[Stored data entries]
━━━━
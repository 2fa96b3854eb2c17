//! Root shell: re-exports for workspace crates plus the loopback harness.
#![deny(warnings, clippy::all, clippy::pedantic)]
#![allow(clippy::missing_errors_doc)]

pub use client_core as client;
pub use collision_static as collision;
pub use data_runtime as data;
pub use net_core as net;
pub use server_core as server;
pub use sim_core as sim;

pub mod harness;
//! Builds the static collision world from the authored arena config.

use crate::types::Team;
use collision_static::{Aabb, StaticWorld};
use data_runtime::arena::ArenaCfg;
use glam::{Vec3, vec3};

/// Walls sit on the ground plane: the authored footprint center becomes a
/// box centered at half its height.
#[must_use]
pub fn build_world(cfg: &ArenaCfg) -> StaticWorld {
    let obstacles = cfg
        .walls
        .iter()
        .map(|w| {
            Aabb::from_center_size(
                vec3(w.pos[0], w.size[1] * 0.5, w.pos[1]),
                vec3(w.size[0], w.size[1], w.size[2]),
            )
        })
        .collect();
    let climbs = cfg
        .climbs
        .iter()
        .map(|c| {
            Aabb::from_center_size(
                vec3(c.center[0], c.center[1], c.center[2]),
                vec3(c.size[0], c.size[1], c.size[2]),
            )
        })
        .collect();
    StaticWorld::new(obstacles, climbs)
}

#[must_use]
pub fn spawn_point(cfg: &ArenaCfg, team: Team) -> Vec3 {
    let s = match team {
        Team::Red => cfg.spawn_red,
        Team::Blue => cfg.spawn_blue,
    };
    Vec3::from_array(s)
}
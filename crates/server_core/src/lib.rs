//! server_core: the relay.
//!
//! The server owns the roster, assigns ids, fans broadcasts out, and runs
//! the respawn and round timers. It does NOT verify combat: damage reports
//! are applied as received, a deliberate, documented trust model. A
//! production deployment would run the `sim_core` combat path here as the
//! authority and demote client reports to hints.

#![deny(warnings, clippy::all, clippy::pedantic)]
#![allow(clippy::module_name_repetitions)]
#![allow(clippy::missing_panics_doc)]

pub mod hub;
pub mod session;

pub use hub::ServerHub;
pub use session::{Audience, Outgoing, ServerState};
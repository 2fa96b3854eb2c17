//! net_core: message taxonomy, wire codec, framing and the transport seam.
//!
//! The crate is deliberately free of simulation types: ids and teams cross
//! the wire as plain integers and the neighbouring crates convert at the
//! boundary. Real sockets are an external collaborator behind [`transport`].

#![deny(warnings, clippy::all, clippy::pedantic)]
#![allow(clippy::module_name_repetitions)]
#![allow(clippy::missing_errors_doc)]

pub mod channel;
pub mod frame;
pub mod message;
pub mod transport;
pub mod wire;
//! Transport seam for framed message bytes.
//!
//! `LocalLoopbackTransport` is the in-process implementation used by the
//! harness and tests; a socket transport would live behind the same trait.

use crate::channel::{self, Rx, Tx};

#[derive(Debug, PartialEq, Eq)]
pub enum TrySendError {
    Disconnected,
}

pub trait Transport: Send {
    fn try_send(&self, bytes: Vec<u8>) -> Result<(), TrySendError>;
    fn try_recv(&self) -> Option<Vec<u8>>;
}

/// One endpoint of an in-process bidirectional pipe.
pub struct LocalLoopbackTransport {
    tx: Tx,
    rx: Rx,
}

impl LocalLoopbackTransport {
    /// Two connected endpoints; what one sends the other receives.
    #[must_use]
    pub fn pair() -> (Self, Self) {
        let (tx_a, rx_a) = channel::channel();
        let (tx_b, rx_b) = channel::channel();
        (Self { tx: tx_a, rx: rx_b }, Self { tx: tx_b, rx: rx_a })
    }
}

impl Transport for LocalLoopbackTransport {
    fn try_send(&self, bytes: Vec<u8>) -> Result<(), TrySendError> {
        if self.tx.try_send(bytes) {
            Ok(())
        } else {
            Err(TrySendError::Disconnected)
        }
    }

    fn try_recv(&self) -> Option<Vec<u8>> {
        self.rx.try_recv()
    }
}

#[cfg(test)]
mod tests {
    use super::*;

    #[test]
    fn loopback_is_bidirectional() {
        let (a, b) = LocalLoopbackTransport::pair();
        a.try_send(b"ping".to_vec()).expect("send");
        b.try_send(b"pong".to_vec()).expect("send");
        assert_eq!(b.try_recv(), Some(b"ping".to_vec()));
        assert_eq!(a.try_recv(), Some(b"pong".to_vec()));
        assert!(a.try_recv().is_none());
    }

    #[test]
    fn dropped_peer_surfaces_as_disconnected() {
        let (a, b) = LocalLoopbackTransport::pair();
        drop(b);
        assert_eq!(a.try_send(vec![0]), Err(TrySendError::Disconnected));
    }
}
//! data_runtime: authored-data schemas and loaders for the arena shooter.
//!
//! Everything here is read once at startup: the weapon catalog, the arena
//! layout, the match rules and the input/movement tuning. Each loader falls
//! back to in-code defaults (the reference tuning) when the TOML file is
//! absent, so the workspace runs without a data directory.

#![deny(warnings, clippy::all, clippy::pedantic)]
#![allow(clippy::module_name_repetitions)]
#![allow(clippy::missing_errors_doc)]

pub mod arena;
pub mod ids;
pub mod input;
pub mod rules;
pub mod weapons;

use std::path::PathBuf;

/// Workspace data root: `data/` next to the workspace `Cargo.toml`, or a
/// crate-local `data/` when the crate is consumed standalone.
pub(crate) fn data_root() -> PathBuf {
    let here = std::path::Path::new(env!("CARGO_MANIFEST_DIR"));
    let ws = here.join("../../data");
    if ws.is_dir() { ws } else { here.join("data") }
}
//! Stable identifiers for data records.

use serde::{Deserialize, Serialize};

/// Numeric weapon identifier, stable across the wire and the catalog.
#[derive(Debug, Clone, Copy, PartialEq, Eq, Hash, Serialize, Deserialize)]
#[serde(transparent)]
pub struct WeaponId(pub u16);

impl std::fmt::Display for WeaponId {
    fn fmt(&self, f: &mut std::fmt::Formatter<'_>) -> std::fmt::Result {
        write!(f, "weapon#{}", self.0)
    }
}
━━━━
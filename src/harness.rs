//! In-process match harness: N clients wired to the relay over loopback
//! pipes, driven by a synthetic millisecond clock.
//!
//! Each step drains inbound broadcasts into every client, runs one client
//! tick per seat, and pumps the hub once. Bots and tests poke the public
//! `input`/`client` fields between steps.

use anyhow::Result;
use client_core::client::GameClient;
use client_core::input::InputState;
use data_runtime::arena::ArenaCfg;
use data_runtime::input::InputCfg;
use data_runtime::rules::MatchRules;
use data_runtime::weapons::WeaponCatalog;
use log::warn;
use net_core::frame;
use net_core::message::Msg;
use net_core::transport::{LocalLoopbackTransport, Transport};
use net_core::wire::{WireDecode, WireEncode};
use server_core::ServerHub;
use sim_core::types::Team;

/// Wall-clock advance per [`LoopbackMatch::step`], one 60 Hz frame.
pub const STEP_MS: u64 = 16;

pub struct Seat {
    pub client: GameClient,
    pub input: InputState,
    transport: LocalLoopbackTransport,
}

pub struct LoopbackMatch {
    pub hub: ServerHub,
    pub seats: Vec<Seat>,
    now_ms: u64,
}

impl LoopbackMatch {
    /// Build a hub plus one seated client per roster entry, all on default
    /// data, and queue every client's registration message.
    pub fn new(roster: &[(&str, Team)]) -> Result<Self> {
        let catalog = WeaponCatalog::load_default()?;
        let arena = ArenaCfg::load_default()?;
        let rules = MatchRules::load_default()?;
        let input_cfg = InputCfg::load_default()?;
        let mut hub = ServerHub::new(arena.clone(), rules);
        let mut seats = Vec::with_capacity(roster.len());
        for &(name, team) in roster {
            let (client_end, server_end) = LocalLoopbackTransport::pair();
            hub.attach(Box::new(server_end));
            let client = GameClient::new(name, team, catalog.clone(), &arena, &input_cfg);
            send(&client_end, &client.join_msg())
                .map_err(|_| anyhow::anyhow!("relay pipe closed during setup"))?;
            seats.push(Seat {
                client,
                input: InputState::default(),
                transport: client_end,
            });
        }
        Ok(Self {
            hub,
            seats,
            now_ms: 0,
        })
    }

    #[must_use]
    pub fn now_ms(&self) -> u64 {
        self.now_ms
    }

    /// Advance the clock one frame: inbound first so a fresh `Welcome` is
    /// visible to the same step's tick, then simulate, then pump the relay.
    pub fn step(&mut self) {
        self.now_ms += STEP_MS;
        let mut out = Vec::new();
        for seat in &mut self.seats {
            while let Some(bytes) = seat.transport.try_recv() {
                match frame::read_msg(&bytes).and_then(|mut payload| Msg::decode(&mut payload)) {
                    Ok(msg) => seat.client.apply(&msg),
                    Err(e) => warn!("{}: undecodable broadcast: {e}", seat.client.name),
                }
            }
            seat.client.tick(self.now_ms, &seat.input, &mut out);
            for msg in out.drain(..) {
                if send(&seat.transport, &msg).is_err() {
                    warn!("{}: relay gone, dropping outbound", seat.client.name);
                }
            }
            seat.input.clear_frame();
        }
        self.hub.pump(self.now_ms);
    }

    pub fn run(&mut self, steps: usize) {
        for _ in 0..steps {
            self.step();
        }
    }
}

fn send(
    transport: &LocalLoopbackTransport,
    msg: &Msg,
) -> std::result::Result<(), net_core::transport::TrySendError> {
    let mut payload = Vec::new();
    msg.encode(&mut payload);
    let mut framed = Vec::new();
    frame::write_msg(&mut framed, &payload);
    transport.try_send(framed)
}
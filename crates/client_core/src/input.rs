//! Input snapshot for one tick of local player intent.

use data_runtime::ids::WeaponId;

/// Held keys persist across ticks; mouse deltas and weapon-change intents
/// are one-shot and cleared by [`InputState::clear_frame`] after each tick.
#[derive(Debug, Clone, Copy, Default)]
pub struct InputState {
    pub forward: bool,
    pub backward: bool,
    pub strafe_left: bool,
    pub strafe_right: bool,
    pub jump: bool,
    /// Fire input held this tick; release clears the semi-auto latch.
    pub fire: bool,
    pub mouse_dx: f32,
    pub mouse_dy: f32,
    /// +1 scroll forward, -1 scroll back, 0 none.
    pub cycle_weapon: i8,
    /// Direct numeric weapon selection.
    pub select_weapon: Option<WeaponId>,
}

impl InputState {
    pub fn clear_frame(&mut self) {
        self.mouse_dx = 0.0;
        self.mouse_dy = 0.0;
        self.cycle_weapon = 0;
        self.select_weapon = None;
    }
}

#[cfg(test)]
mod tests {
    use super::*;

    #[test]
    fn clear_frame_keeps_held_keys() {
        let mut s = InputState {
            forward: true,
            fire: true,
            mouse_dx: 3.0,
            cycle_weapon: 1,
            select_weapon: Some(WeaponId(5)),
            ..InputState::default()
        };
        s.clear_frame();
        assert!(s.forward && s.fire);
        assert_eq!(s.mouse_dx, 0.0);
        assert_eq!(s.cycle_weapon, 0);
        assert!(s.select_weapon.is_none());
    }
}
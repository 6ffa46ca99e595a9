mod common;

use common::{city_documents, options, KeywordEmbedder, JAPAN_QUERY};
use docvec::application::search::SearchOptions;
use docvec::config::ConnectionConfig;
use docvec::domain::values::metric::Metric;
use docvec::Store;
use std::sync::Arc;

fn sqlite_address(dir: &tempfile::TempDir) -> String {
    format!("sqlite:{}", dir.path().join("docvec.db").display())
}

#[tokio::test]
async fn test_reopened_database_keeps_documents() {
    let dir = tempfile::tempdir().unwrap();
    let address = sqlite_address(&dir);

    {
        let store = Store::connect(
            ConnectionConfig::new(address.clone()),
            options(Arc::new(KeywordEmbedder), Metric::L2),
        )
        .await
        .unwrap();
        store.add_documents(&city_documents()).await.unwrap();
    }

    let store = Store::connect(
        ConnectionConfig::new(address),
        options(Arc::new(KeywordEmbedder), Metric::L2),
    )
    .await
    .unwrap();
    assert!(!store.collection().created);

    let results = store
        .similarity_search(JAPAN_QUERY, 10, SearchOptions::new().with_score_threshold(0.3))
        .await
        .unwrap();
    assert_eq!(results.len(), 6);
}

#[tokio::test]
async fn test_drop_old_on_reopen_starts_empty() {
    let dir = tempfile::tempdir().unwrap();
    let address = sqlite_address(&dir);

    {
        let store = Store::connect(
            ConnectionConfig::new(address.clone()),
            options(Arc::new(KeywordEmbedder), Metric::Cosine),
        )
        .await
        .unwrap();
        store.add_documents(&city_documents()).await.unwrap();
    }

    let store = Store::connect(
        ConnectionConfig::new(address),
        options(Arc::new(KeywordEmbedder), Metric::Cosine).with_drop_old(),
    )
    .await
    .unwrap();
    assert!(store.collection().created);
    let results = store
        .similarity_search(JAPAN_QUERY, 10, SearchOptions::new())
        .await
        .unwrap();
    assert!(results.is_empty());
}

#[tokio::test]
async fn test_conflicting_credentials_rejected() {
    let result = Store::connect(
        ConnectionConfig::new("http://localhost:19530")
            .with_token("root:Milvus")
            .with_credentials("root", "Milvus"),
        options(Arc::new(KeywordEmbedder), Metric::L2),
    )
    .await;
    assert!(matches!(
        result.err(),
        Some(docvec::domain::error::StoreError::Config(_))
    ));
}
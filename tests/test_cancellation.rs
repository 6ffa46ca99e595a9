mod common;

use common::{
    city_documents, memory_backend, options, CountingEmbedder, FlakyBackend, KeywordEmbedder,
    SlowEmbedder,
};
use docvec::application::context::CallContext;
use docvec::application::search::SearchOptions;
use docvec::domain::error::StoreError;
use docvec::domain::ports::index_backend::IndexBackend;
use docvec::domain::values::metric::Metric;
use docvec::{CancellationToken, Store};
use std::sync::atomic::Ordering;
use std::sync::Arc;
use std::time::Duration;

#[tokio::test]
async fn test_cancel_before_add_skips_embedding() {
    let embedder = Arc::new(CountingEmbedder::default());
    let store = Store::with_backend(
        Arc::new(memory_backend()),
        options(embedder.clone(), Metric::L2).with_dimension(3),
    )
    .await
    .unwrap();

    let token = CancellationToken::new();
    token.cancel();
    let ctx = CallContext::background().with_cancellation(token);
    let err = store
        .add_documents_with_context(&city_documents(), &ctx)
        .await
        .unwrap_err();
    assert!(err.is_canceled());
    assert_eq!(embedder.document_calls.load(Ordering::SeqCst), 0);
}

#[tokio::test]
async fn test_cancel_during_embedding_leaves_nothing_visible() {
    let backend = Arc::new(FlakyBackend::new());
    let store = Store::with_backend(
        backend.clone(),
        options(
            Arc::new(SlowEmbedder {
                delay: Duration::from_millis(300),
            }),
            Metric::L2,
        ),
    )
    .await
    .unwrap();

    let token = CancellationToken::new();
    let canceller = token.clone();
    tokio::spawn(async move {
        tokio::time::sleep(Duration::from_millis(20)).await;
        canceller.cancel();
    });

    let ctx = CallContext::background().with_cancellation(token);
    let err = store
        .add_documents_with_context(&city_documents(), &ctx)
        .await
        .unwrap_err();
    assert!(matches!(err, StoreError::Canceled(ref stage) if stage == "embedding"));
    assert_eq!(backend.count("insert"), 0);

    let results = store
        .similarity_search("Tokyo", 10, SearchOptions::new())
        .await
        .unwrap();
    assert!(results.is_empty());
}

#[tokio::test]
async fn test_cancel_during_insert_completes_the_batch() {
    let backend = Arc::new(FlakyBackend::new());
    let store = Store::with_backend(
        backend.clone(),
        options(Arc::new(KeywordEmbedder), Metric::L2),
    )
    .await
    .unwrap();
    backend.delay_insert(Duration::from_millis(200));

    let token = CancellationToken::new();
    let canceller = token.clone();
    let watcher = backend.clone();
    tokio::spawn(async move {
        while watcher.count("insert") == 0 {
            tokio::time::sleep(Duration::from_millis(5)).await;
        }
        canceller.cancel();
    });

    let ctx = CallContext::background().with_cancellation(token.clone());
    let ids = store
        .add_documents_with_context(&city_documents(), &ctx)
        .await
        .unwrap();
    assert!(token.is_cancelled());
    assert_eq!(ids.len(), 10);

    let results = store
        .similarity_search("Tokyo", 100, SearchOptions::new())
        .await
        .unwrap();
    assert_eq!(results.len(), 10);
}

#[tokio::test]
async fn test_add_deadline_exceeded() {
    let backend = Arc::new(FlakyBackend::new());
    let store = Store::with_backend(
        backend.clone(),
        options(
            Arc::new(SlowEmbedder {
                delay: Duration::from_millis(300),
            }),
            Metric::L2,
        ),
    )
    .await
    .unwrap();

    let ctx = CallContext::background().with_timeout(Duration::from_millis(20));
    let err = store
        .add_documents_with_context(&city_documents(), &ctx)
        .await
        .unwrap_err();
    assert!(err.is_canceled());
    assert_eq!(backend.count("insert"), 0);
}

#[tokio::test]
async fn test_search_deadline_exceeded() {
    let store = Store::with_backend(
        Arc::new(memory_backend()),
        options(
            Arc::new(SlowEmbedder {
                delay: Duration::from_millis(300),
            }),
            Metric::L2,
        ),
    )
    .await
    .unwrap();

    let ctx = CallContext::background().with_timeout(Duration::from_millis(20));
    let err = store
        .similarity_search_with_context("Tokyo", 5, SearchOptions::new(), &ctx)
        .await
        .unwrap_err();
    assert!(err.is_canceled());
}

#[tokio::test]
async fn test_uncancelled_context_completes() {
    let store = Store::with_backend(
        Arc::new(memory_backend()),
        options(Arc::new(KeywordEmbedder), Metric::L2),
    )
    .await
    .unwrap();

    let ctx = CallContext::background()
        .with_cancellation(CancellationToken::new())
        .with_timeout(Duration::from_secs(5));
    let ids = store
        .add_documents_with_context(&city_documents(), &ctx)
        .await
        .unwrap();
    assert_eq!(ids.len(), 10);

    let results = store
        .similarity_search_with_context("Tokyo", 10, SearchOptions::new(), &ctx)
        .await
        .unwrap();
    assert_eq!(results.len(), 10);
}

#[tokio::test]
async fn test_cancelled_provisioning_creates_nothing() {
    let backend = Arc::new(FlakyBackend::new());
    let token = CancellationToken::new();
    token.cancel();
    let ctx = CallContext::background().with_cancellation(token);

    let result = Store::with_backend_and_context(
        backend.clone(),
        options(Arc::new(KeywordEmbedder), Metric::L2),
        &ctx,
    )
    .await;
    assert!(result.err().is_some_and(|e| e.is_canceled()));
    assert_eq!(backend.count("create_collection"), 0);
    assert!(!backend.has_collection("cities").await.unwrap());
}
━━━━
> WHAT IS BEING ASKED
Set down, from the entries above, exactly the lines from the one with "self.step();" up to and including the one with "s.clear_frame();", and no other lines.

> OUTPUT OF THE EXERCISE
            self.step();
        }
    }
}

fn send(
    transport: &LocalLoopbackTransport,
    msg: &Msg,
) -> std::result::Result<(), net_core::transport::TrySendError> {
    let mut payload = Vec::new();
    msg.encode(&mut payload);
    let mut framed = Vec::new();
    frame::write_msg(&mut framed, &payload);
    transport.try_send(framed)
}
filename crates/client_core/src/input.rs
//! Input snapshot for one tick of local player intent.

use data_runtime::ids::WeaponId;

/// Held keys persist across ticks; mouse deltas and weapon-change intents
/// are one-shot and cleared by [`InputState::clear_frame`] after each tick.
#[derive(Debug, Clone, Copy, Default)]
pub struct InputState {
    pub forward: bool,
    pub backward: bool,
    pub strafe_left: bool,
    pub strafe_right: bool,
    pub jump: bool,
    /// Fire input held this tick; release clears the semi-auto latch.
    pub fire: bool,
    pub mouse_dx: f32,
    pub mouse_dy: f32,
    /// +1 scroll forward, -1 scroll back, 0 none.
    pub cycle_weapon: i8,
    /// Direct numeric weapon selection.
    pub select_weapon: Option<WeaponId>,
}

impl InputState {
    pub fn clear_frame(&mut self) {
        self.mouse_dx = 0.0;
        self.mouse_dy = 0.0;
        self.cycle_weapon = 0;
        self.select_weapon = None;
    }
}

#[cfg(test)]
mod tests {
    use super::*;

    #[test]
    fn clear_frame_keeps_held_keys() {
        let mut s = InputState {
            forward: true,
            fire: true,
            mouse_dx: 3.0,
            cycle_weapon: 1,
            select_weapon: Some(WeaponId(5)),
            ..InputState::default()
        };
        s.clear_frame();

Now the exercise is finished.